## Work task
Taking the line with "()> + 'static)" as the first and the line with "pub trait EmbedHost" as the last, set down exactly every line in that range from the entries below, and no more.

## Information provided
━━━━━━

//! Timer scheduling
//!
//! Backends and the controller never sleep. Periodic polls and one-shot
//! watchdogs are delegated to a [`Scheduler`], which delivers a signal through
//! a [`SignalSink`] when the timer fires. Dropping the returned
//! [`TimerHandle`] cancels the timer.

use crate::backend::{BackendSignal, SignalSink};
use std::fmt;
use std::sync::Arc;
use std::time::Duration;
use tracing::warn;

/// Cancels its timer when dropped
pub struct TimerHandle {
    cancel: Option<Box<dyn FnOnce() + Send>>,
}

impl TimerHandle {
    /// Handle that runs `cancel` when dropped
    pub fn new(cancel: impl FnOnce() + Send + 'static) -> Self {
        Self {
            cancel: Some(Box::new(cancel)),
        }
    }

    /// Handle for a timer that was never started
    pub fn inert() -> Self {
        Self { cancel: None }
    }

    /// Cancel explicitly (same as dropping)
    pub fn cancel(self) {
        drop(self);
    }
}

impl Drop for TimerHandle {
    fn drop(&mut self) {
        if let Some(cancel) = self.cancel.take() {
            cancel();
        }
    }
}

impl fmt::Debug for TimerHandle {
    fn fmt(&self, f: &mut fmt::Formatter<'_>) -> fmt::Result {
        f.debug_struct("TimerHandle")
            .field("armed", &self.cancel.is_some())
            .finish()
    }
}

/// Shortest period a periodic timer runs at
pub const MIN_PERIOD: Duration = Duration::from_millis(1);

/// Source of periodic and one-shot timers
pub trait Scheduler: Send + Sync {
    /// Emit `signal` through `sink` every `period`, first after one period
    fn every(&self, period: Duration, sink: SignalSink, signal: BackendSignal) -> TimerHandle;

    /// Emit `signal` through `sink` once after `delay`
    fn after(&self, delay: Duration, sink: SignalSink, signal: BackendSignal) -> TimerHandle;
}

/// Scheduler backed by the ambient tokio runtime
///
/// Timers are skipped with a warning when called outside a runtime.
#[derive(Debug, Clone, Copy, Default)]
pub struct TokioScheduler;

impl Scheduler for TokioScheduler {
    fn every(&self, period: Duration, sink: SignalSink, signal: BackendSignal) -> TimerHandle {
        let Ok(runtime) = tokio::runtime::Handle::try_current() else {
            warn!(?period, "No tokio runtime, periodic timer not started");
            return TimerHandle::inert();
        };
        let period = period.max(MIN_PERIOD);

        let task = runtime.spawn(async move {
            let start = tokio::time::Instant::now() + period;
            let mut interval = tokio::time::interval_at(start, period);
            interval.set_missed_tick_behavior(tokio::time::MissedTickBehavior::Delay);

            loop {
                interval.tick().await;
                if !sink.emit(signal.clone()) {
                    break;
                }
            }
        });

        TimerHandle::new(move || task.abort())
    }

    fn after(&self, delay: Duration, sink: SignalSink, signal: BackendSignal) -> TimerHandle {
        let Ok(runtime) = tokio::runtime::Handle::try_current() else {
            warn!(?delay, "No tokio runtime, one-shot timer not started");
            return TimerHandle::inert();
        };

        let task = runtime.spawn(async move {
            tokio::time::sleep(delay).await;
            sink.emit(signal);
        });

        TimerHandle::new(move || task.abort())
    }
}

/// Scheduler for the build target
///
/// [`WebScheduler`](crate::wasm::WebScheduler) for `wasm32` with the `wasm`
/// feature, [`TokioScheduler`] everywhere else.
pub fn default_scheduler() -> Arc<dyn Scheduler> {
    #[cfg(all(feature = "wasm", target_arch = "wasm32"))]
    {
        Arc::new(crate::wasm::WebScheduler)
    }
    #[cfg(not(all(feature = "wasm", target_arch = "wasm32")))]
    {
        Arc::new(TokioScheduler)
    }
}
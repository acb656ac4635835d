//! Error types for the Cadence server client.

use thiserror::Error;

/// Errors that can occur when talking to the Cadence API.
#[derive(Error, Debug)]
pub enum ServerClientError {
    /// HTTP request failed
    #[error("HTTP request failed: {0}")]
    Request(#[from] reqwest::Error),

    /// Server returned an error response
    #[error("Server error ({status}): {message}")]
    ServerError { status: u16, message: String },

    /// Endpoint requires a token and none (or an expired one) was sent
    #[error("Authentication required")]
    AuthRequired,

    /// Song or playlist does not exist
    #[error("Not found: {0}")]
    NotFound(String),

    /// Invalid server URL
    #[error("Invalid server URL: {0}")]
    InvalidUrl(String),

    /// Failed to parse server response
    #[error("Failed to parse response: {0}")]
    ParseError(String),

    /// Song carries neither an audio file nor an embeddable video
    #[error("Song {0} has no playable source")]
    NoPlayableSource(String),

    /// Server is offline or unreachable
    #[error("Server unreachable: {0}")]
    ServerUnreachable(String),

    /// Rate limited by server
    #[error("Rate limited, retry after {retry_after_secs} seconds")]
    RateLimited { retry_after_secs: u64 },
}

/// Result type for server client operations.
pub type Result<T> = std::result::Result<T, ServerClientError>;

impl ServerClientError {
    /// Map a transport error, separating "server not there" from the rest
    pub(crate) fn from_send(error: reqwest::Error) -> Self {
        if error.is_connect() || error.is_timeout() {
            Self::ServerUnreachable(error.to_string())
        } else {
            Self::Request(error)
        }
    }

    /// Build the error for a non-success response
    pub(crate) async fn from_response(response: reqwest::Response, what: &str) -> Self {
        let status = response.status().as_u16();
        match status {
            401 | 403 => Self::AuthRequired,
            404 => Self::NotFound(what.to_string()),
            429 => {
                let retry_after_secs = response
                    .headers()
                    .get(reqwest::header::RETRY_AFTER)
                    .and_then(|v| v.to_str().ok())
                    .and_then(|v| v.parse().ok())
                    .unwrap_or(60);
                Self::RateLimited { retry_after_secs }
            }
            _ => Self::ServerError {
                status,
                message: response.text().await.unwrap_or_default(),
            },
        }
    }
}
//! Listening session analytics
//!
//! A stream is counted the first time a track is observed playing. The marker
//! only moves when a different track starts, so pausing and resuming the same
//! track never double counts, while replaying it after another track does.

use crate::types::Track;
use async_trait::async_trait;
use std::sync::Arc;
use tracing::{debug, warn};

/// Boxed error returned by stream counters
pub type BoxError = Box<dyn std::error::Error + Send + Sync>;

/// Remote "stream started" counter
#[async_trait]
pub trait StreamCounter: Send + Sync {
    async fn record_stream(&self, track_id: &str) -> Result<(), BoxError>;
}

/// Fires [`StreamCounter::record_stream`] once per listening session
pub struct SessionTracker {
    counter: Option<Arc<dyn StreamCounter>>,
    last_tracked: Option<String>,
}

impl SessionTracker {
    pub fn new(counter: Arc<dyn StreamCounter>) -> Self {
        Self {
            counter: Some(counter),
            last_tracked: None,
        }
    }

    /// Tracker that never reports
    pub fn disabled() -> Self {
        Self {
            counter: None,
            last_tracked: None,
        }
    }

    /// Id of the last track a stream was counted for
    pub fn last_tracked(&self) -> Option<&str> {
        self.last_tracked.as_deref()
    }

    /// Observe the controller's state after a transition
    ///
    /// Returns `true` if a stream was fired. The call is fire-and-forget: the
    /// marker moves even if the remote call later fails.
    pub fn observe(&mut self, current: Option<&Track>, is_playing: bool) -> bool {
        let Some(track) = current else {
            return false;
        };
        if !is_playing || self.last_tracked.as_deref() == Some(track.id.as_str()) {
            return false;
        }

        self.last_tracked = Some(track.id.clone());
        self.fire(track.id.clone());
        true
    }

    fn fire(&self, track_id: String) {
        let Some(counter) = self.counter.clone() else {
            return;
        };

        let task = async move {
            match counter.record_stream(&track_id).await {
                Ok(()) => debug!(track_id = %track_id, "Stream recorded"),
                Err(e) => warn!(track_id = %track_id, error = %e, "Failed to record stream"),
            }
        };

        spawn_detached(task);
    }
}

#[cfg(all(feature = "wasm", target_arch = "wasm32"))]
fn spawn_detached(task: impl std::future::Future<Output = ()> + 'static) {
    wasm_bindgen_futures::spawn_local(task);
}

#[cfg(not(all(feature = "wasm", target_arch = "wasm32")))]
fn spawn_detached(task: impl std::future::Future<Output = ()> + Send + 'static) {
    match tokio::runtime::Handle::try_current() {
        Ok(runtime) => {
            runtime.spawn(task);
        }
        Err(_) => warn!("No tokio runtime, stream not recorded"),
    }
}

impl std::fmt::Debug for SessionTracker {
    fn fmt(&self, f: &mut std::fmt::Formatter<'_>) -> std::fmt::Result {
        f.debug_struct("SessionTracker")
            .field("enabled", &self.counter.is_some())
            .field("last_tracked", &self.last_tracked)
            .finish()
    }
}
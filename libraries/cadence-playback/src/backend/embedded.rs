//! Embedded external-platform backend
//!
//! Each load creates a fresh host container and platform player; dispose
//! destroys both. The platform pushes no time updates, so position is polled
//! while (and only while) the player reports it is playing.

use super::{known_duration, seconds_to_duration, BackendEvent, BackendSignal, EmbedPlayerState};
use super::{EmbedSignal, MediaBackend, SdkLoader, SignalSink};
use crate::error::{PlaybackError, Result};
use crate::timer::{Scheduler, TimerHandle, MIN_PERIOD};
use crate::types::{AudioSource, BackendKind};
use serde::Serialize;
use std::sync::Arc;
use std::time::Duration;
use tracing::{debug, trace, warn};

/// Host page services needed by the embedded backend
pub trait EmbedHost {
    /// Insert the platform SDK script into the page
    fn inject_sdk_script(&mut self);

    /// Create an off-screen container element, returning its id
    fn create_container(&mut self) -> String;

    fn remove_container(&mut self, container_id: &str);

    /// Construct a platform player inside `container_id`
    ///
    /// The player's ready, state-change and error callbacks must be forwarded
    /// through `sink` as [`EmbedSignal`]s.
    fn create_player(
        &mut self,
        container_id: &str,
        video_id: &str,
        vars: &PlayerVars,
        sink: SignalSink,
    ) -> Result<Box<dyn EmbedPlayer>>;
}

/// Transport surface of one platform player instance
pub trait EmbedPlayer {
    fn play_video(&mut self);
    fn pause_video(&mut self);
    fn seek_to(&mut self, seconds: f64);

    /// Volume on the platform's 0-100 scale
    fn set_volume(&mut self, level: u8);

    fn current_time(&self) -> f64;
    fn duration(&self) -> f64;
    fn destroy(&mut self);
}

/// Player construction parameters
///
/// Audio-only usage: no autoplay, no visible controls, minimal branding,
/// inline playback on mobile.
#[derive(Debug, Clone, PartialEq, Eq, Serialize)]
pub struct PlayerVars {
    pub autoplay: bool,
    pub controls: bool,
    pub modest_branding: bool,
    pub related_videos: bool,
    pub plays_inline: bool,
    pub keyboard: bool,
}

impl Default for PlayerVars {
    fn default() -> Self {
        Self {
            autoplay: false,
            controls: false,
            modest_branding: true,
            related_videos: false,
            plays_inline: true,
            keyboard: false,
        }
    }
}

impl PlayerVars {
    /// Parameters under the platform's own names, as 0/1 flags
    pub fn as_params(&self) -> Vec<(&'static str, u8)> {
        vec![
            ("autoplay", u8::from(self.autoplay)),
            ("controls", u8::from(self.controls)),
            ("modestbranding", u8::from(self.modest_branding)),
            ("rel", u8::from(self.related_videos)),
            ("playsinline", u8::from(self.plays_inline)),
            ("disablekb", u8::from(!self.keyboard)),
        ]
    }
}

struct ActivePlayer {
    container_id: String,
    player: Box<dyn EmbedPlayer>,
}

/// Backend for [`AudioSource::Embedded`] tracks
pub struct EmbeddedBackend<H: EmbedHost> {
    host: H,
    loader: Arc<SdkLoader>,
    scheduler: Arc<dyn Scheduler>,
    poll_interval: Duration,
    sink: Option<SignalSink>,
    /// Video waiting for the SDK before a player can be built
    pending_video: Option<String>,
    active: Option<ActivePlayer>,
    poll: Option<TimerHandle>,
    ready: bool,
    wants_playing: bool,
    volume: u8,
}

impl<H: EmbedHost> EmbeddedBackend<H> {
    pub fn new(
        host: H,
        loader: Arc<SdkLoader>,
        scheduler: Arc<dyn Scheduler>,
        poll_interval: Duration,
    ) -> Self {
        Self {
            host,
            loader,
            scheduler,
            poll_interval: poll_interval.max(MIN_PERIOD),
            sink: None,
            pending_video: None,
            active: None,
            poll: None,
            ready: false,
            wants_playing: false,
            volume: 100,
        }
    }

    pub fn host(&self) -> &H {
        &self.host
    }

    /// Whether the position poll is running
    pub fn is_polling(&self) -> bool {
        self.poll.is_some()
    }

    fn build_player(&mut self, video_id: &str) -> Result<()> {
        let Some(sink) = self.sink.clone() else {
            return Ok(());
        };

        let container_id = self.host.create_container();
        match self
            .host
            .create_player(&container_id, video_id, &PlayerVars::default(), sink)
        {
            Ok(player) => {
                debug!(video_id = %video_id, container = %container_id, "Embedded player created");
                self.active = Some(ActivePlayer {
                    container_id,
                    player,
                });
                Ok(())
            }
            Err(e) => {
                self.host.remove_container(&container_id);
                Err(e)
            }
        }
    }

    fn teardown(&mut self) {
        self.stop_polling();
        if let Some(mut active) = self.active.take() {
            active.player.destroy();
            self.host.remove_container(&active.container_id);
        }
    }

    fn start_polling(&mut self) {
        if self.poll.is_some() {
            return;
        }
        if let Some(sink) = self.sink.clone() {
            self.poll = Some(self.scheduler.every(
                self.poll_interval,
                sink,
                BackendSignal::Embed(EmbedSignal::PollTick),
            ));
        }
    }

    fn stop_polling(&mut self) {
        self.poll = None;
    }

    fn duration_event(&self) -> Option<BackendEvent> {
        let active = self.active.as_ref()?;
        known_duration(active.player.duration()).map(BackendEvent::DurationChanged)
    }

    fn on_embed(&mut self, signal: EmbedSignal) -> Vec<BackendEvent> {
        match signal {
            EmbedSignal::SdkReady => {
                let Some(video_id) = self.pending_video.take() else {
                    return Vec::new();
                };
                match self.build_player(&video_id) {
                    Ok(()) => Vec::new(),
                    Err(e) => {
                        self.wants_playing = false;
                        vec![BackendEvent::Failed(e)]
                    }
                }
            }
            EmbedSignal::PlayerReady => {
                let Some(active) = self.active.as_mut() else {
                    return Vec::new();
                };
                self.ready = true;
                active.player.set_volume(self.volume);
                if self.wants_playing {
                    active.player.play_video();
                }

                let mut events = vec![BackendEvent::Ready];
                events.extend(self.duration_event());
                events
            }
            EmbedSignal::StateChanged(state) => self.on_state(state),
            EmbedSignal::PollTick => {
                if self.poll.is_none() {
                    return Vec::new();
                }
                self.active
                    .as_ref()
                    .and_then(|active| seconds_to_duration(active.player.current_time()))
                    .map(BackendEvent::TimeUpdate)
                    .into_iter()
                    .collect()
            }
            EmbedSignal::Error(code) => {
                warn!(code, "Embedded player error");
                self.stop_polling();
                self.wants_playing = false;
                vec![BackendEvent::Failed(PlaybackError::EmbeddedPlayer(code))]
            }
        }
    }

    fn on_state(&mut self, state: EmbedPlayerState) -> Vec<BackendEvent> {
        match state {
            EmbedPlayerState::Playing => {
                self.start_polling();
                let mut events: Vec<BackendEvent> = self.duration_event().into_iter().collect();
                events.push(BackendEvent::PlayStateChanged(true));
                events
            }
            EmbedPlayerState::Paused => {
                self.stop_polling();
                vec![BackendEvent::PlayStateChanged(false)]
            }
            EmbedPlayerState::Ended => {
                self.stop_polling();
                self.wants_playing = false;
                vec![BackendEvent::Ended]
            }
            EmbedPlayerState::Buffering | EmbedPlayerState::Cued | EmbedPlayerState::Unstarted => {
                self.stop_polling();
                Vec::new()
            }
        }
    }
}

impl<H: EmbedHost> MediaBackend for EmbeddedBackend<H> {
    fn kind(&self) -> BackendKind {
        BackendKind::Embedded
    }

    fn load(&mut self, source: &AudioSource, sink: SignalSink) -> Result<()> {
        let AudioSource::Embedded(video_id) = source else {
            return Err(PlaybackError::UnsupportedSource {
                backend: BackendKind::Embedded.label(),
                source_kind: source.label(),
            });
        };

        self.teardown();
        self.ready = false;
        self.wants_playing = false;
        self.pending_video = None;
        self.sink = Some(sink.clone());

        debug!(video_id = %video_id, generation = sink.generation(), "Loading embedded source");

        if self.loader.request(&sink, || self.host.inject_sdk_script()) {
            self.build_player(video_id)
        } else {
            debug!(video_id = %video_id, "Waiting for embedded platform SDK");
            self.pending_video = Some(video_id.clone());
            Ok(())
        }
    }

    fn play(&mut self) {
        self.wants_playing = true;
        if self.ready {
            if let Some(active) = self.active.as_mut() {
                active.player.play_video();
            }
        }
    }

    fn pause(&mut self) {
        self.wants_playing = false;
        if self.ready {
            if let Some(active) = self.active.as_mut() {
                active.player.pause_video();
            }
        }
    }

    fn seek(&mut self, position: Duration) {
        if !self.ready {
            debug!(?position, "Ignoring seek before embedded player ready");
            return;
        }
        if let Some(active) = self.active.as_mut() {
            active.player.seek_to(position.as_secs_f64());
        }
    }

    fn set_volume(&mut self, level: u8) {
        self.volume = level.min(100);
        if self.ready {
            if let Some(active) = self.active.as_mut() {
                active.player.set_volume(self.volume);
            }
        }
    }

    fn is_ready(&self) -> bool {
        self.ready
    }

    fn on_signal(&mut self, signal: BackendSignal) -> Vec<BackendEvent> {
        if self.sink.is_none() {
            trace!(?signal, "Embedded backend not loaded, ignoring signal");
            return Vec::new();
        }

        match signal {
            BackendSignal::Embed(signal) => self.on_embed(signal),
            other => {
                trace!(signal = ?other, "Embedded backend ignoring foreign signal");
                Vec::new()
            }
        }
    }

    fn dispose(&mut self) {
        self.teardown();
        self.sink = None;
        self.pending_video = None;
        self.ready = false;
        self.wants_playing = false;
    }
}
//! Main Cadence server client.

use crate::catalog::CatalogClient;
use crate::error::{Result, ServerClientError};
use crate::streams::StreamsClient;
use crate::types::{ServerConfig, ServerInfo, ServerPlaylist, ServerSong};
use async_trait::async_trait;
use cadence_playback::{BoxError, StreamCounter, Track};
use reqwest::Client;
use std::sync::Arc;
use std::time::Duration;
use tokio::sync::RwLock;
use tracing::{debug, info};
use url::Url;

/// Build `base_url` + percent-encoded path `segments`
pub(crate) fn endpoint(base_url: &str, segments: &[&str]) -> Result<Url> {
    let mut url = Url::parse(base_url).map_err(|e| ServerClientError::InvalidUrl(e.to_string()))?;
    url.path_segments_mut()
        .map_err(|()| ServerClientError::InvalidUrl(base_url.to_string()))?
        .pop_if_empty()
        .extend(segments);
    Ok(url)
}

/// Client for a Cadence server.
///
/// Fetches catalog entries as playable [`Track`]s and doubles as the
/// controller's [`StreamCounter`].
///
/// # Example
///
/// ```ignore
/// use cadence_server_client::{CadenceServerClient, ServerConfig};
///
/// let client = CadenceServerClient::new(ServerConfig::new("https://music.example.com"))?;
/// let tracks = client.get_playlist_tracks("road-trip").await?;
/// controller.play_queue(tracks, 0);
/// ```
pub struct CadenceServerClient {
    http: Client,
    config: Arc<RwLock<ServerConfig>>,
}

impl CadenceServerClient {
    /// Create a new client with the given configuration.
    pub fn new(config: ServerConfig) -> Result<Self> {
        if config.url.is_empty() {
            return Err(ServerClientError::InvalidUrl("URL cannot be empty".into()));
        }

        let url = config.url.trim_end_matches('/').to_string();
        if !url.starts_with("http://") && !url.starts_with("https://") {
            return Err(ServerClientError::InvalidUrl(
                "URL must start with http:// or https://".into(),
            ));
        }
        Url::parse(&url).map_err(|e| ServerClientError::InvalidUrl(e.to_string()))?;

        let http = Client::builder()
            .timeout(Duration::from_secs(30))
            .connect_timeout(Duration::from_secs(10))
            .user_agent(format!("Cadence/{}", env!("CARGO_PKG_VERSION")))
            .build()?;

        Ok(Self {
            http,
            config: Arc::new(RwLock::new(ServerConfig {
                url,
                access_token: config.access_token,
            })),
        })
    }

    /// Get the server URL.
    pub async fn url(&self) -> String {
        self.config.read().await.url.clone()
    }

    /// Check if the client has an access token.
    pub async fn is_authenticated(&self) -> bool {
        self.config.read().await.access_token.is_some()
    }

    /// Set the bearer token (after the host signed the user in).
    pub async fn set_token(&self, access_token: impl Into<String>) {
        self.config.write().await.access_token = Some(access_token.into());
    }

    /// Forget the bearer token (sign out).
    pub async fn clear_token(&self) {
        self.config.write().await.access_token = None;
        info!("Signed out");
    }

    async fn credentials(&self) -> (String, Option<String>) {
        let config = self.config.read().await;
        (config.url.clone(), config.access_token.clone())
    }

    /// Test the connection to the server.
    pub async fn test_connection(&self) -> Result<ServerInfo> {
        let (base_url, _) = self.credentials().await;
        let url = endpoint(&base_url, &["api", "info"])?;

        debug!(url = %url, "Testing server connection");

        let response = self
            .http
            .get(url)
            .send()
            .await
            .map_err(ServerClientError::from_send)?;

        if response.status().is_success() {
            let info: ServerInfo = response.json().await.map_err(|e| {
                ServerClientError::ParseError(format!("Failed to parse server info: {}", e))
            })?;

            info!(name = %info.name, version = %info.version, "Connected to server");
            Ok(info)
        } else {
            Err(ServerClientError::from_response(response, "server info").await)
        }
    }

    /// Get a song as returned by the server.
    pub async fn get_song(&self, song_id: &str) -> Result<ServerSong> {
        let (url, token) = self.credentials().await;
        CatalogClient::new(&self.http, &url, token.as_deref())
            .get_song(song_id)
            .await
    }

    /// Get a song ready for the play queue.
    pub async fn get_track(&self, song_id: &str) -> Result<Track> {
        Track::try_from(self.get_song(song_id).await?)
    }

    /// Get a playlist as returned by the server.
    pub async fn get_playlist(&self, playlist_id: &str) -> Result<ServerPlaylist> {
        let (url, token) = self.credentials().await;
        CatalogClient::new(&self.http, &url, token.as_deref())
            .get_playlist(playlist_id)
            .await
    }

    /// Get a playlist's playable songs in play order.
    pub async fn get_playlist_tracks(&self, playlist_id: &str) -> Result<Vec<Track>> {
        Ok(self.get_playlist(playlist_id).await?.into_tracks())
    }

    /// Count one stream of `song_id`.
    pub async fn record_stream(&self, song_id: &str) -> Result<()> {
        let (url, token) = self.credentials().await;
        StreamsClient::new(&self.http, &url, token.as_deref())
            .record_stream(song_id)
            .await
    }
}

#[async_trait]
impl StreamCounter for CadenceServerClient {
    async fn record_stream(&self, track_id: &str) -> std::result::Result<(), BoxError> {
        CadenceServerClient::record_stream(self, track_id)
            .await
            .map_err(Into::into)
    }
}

━━━━━━

## Exercise output
fn spawn_detached(task: impl std::future::Future<Output = ()> + 'static) {
    wasm_bindgen_futures::spawn_local(task);
}

#[cfg(not(all(feature = "wasm", target_arch = "wasm32")))]
fn spawn_detached(task: impl std::future::Future<Output = ()> + Send + 'static) {
    match tokio::runtime::Handle::try_current() {
        Ok(runtime) => {
            runtime.spawn(task);
        }
        Err(_) => warn!("No tokio runtime, stream not recorded"),
    }
}

impl std::fmt::Debug for SessionTracker {
    fn fmt(&self, f: &mut std::fmt::Formatter<'_>) -> std::fmt::Result {
        f.debug_struct("SessionTracker")
            .field("enabled", &self.counter.is_some())
            .field("last_tracked", &self.last_tracked)
            .finish()
    }
}
filename libraries/cadence-playback/src/backend/embedded.rs
//! Embedded external-platform backend
//!
//! Each load creates a fresh host container and platform player; dispose
//! destroys both. The platform pushes no time updates, so position is polled
//! while (and only while) the player reports it is playing.

use super::{known_duration, seconds_to_duration, BackendEvent, BackendSignal, EmbedPlayerState};
use super::{EmbedSignal, MediaBackend, SdkLoader, SignalSink};
use crate::error::{PlaybackError, Result};
use crate::timer::{Scheduler, TimerHandle, MIN_PERIOD};
use crate::types::{AudioSource, BackendKind};
use serde::Serialize;
use std::sync::Arc;
use std::time::Duration;
use tracing::{debug, trace, warn};

/// Host page services needed by the embedded backend
pub trait EmbedHost {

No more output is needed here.